As for corporate visions of a deep-rooted technological improvement in payments or financial-industry plumbing, they’ve also flopped as crypto’s volatility makes it a poor medium of exchange and as distributed ledgers bring their own issues of cost and utility. Intercontinental Exchange Inc. recently wrote down the value of its stake in crypto payments platform Bakkt Holdings Inc., which has consumer-centric partnerships with Starbucks Corp. and Mastercard Inc., by $1.1 billion. On the infrastructure side, insurance blockchain venture B3i Services AG filed for insolvency last year, while the chair of Australian bourse ASX Ltd.  apologised recently for its own botched and abandoned multimillion dollar blockchain rollout.

Crypto aficionados will hope that this is just another winter in a world known for booms and busts, with spring just around the corner. Even Riot Platforms says it still hopes to become “the world’s leading Bitcoin-driven infrastructure platform.”  Consolidation and restructuring are already taking place, with BlackRock Inc. and Galaxy Digital Holdings Ltd. among those issuing loans to the distressed digital-mining sector. Central banks are meanwhile plotting their own digital currencies, which may one day be the key that unlocks healthier forms of virtual assets.

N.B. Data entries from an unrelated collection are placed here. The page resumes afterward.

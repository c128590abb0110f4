use crossbeam_channel::unbounded;

use std::{
    any::Any,
    panic::{catch_unwind, AssertUnwindSafe},
    thread,
};

/// The outcome of a single task run by [`task_pool`].
#[derive(Debug, Clone, PartialEq, Eq)]
pub enum TaskOutcome<R> {
    /// The task returned normally.
    Completed(R),
    /// The task panicked. Holds the panic message, if it was a string.
    Panicked(String),
}

impl<R> TaskOutcome<R> {
    /// Returns the task's result, if it completed.
    pub fn completed(self) -> Option<R> {
        match self {
            TaskOutcome::Completed(result) => Some(result),
            TaskOutcome::Panicked(_) => None,
        }
    }
}

fn panic_message(payload: Box<dyn Any + Send>) -> String {
    match payload.downcast::<String>() {
        Ok(message) => *message,
        Err(payload) => match payload.downcast::<&'static str>() {
            Ok(message) => message.to_string(),
            Err(_) => String::from("task panicked"),
        },
    }
}

/// A simple thread pool which feeds `items` to `num_threads` workers over a shared queue and
/// collects one [`TaskOutcome`] per item, in the original item order.
///
/// Every item runs in isolation: a panic inside `f` is caught and recorded for that item
/// only, and the remaining items still run to completion.
///
/// ```
/// use mimir_common::utils::threading::{task_pool, TaskOutcome};
///
/// let items = vec![1, 2, 3, 4, 5];
/// let results = task_pool(items, 2, |item| item * 2);
///
/// assert_eq!(
///     results,
///     vec![2, 4, 6, 8, 10].into_iter().map(TaskOutcome::Completed).collect::<Vec<_>>()
/// );
/// ```
pub fn task_pool<T, R, F>(items: Vec<T>, num_threads: usize, f: F) -> Vec<TaskOutcome<R>>
where
    T: Send,
    R: Send,
    F: Fn(T) -> R + Sync,
{
    // if items is empty, return empty results
    if items.is_empty() {
        return Vec::new();
    }

    let total = items.len();
    let (work_tx, work_rx) = unbounded();
    let (result_tx, result_rx) = unbounded();

    for work in items.into_iter().enumerate() {
        let _ = work_tx.send(work);
    }
    drop(work_tx);

    thread::scope(|scope| {
        for _ in 0..num_threads.clamp(1, total) {
            let work_rx = work_rx.clone();
            let result_tx = result_tx.clone();
            let f = &f;

            scope.spawn(move || {
                while let Ok((index, item)) = work_rx.recv() {
                    let outcome = match catch_unwind(AssertUnwindSafe(|| f(item))) {
                        Ok(result) => TaskOutcome::Completed(result),
                        Err(payload) => TaskOutcome::Panicked(panic_message(payload)),
                    };
                    let _ = result_tx.send((index, outcome));
                }
            });
        }
    });
    drop(result_tx);

    // restore the original ordering
    let mut results: Vec<(usize, TaskOutcome<R>)> = result_rx.iter().collect();
    results.sort_by_key(|(index, _)| *index);
    results.into_iter().map(|(_, outcome)| outcome).collect()
}

#[cfg(test)]
mod tests {
    use crate::utils::threading::*;

    #[test]
    fn test_task_pool_with_single_thread() {
        let items = vec![1, 2, 3, 4, 5];
        let results = task_pool(items, 1, |x: i32| x * 2);

        assert_eq!(
            results.into_iter().filter_map(TaskOutcome::completed).collect::<Vec<_>>(),
            vec![2, 4, 6, 8, 10]
        );
    }

    #[test]
    fn test_task_pool_with_more_threads_than_items() {
        let items = vec![1, 2, 3];
        let results = task_pool(items, 16, |x: i32| x + 1);

        assert_eq!(
            results.into_iter().filter_map(TaskOutcome::completed).collect::<Vec<_>>(),
            vec![2, 3, 4]
        );
    }

    #[test]
    fn test_task_pool_with_empty_items() {
        let items: Vec<i32> = Vec::new();
        let results = task_pool(items, 2, |x: i32| x * 2);
        assert!(results.is_empty());
    }

    #[test]
    fn test_task_pool_isolates_panics() {
        let items = vec![1, 2, 3, 4];
        let results = task_pool(items, 2, |x: i32| {
            if x == 3 {
                panic!("trial {x} blew up");
            }
            x
        });

        assert_eq!(results.len(), 4);
        assert_eq!(results[0], TaskOutcome::Completed(1));
        assert_eq!(results[1], TaskOutcome::Completed(2));
        assert_eq!(results[2], TaskOutcome::Panicked(String::from("trial 3 blew up")));
        assert_eq!(results[3], TaskOutcome::Completed(4));
    }
}
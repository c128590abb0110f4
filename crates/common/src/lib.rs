//! Common utilities used across the mimir workspace.
//!
//! This crate provides the numeric codec every other crate builds on (hex strings, byte
//! strings, 256-bit integers and their limb pair decomposition), together with small general
//! purpose utilities.

/// Hex, 256-bit integer and limb pair conversions.
pub mod codec;

/// Error types for the numeric codec.
pub mod error;

/// General utility functions and types for common tasks.
pub mod utils;

pub use error::Error;
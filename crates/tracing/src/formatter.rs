use crate::layers::BoxedLayer;
use clap::ValueEnum;
use std::{fmt, fmt::Display};
use tracing_appender::non_blocking::NonBlocking;
use tracing_subscriber::{EnvFilter, Layer, Registry};

/// Represents the logging format.
///
/// This enum defines the supported formats for logging output.
/// It is used to configure the format layer of a tracing subscriber.
#[derive(Debug, Copy, Clone, ValueEnum, Eq, PartialEq)]
pub enum LogFormat {
    /// Represents JSON formatting for logs.
    /// This format outputs log records as JSON objects,
    /// making it suitable for structured logging.
    Json,

    /// Represents logfmt (key=value) formatting for logs.
    /// This format is concise and human-readable,
    /// typically used in command-line applications.
    LogFmt,

    /// Represents terminal-friendly formatting for logs.
    Terminal,
}

impl LogFormat {
    /// Applies the specified logging format to create a new layer.
    ///
    /// `color` is the configured color mode, or `None` to never emit ANSI escape codes. The
    /// `RUST_LOG_STYLE` environment variable takes precedence over it.
    pub fn apply(
        &self,
        filter: EnvFilter,
        color: Option<String>,
        file_writer: Option<NonBlocking>,
    ) -> BoxedLayer<Registry> {
        let ansi = if let Some(color) = color {
            std::env::var("RUST_LOG_STYLE").map(|val| val != "never").unwrap_or(color != "never")
        } else {
            false
        };
        let target = std::env::var("RUST_LOG_TARGET").map(|val| val != "0").unwrap_or(false);

        match self {
            LogFormat::Json => {
                let layer =
                    tracing_subscriber::fmt::layer().json().with_ansi(ansi).with_target(target);

                if let Some(writer) = file_writer {
                    layer.with_writer(writer).with_filter(filter).boxed()
                } else {
                    layer.with_filter(filter).boxed()
                }
            }
            LogFormat::LogFmt => {
                let layer = tracing_logfmt::builder().with_target(target).layer();

                if let Some(writer) = file_writer {
                    layer.with_writer(writer).with_filter(filter).boxed()
                } else {
                    layer.with_filter(filter).boxed()
                }
            }
            LogFormat::Terminal => {
                let layer = tracing_subscriber::fmt::layer().with_ansi(ansi).with_target(target);

                if let Some(writer) = file_writer {
                    layer.with_writer(writer).with_filter(filter).boxed()
                } else {
                    layer.with_filter(filter).boxed()
                }
            }
        }
    }
}

impl Display for LogFormat {
    fn fmt(&self, f: &mut fmt::Formatter<'_>) -> fmt::Result {
        match self {
            LogFormat::Json => write!(f, "json"),
            LogFormat::LogFmt => write!(f, "log-fmt"),
            LogFormat::Terminal => write!(f, "terminal"),
        }
    }
}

But the winters are getting longer and the summers shorter. Many crypto companies now have five-year track records of volatile performance and value destruction, sometimes underperforming the underlying digital currencies themselves. Their future in a world of rising rates, where much safer investments will start offering decent returns, doesn’t look any brighter. Given the dubious business case behind some flashy crypto names, regulators and investors will have their guards up. The next trend in blockchain-land is getting rid of the word — Riot’s on to something.